Afganistan, 2023 yılında tarihinin en yıkıcı depremlerinden birini yaşadı. Gece yarısı meydana gelen bu felaket, insanların uykuda olduğu bir anda geldi ve büyük bir yıkıma sebep oldu. Resmi raporlara göre, depremin ardından meydana gelen yıkımın bilançosu oldukça ağır: 2 binden fazla insan hayatını kaybetti, binlerce kişi evsiz kaldı ve birçok köy tamamen yok oldu. Şimdi, Afgan halkı bu büyük felaketin yaralarını sarmaya çalışırken, uluslararası yardım kuruluşları ve devletler bölgeye yardım ulaştırmaya çabalıyor.
Afganistan'ın yönetimi altında olan bazı bölgelerde, sabaha karşı meydana gelen 7.1 büyüklüğündeki depremin etkileri hissedildi. Yurt genelinde birçok şehirde hissedilen sarsıntı, özellikle Kabil'in kuzeyindeki dağlık alanlarda büyük korku yarattı. Yetkililer, ilk saatlerde yaşanan yıkımın ardından acil kurtarma ekiplerini bölgeye sevk etti. Ancak, yolların kapanması ve iletişimin kesilmesi, yardım çalışmalarını oldukça zorlaştırdı. Depremin tam etkileri hâlâ belirlenememişken, can kayıplarının daha da artmasından endişe ediliyor.
Afganistan'daki deprem sonrası yapılan yardım çalışmaları, hem yerel hem de uluslararası düzeyde hız kazanmış durumda.

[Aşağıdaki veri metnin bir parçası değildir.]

mod capability;
mod dense;
mod library;


pub use capability::{Capability, CapabilityTable, EntryPoint};
pub use dense::DenseModelObject;
pub use library::{LibraryHandle, LibraryState, SolverLibrary};

use crate::{
    model::{BasisStatus, RelKind, Sense, VarKind},
    value::Sentinels,
};
use thiserror::Error as ThisError;

///
/// CallRejected
///
/// A rejection raised by the foreign object. The message crosses the
/// boundary verbatim; classification happens on the caller's side.
///

#[derive(Debug, ThisError)]
#[error("{message}")]
pub struct CallRejected {
    pub message: String,
}

impl CallRejected {
    #[must_use]
    pub fn new(message: impl Into<String>) -> Self {
        Self {
            message: message.into(),
        }
    }
}

///
/// RowSpec
///
/// Arguments of the per-row add entry. The Jacobian triple here is a
/// placeholder; the authoritative structure arrives with the columns.
///

#[derive(Debug)]
pub struct RowSpec<'a> {
    pub kind: RelKind,
    /// Active index of the complementarity-matched column, if any.
    pub paired_column: Option<usize>,
    pub slack: f64,
    pub scale: f64,
    pub rhs: f64,
    pub marginal: f64,
    pub basis: BasisStatus,
    pub jac_cols: &'a [usize],
    pub jac_vals: &'a [f64],
    pub jac_nl: &'a [bool],
}

///
/// ColSpec
///
/// Arguments of the per-column add entry, including the column's slice of
/// the sparse Jacobian in parallel (active row, value, nonlinear) arrays.
///

#[derive(Debug)]
pub struct ColSpec<'a> {
    pub kind: VarKind,
    pub lower: f64,
    pub level: f64,
    pub upper: f64,
    pub marginal: f64,
    pub basis: BasisStatus,
    pub sos_group: Option<u32>,
    pub priority: f64,
    pub scale: f64,
    pub jac_rows: &'a [usize],
    pub jac_vals: &'a [f64],
    pub jac_nl: &'a [bool],
}

///
/// SolverObject
///
/// Consumed contract of the foreign model object: size-fixed at creation,
/// filled row-by-row and column-by-column, finalized once, then read back
/// after a solve. All doubles crossing this trait are in the foreign
/// convention (sentinel doubles, not IEEE infinities).
///

pub trait SolverObject {
    /// Per-binding record of which entry points resolved.
    fn capabilities(&self) -> &CapabilityTable;

    /// The three reserved doubles of this binding.
    fn sentinels(&self) -> Sentinels;

    fn row_capacity(&self) -> usize;
    fn col_capacity(&self) -> usize;

    fn add_row(&mut self, spec: &RowSpec<'_>) -> Result<(), CallRejected>;
    fn add_col(&mut self, spec: &ColSpec<'_>) -> Result<(), CallRejected>;

    /// Attach one row's instruction stream. The shared constant pool is
    /// re-sent with every call; the object keeps the latest copy.
    fn set_nl_code(
        &mut self,
        row: usize,
        codes: &[u16],
        args: &[i32],
        pool: &[f64],
    ) -> Result<(), CallRejected>;

    fn set_objective(&mut self, column: usize, sense: Sense) -> Result<(), CallRejected>;

    /// Mark the object as carrying no objective (complementarity and
    /// feasibility models).
    fn clear_objective(&mut self) -> Result<(), CallRejected>;

    fn finalize(&mut self) -> Result<(), CallRejected>;

    // getters, mirrored from the setters, used by the import direction
    fn row_count(&self) -> usize;
    fn col_count(&self) -> usize;
    fn col_level(&self, column: usize) -> f64;
    fn col_marginal(&self, column: usize) -> f64;
    fn col_basis(&self, column: usize) -> BasisStatus;
    fn row_level(&self, row: usize) -> f64;
    fn row_marginal(&self, row: usize) -> f64;
    fn row_basis(&self, row: usize) -> BasisStatus;
}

Birçok ülke, Afgan halkına yardım göndermeye hazır olduklarını bildirdi. Örneğin, Avrupa Birliği ve Birleşmiş Milletler, bölgeye insani yardım ulaştırmak için acil durum fonları ayırdığını açıkladı. Yardım ekipleri, afetzedelere gıda, su ve tıbbi malzeme temin etmek için seferber oldu. Ancak, hava koşulları ve kötü yollar nedeniyle yardımların zamanında ulaştırılması oldukça zor. Afganistan'ın coğrafi zorluğunun yanı sıra, yangın güvenliği, sokaklarda yaşanan çeteler ve yerel savaş durumları, yardım çalışmalarını daha da karmaşık hale getiriyor.
Afgan halkı, bu felaketin yaralarını sarmak için büyük bir dayanışma içinde. Yerel halk, yıkılan evlerin ve altyapının onarımında yardımcı olabilmek için çaba gösteriyor. Bununla birlikte, yardımların dağıtımında şeffaflığın sağlanması ve herkesin eşit şekilde faydalanabilmesi için çeşitli sivil toplum kuruluşları devreye girdi. Yalnızca maddi yardımlar değil, aynı zamanda psikolojik destek de ihtiyaç duyulan diğer bir alan olarak öne çıkıyor. Özellikle çocuklar ve yaşlılar, bu tür doğal felaketlerin ardından yaşanan travmalarla başa çıkmakta zorlanıyorlar.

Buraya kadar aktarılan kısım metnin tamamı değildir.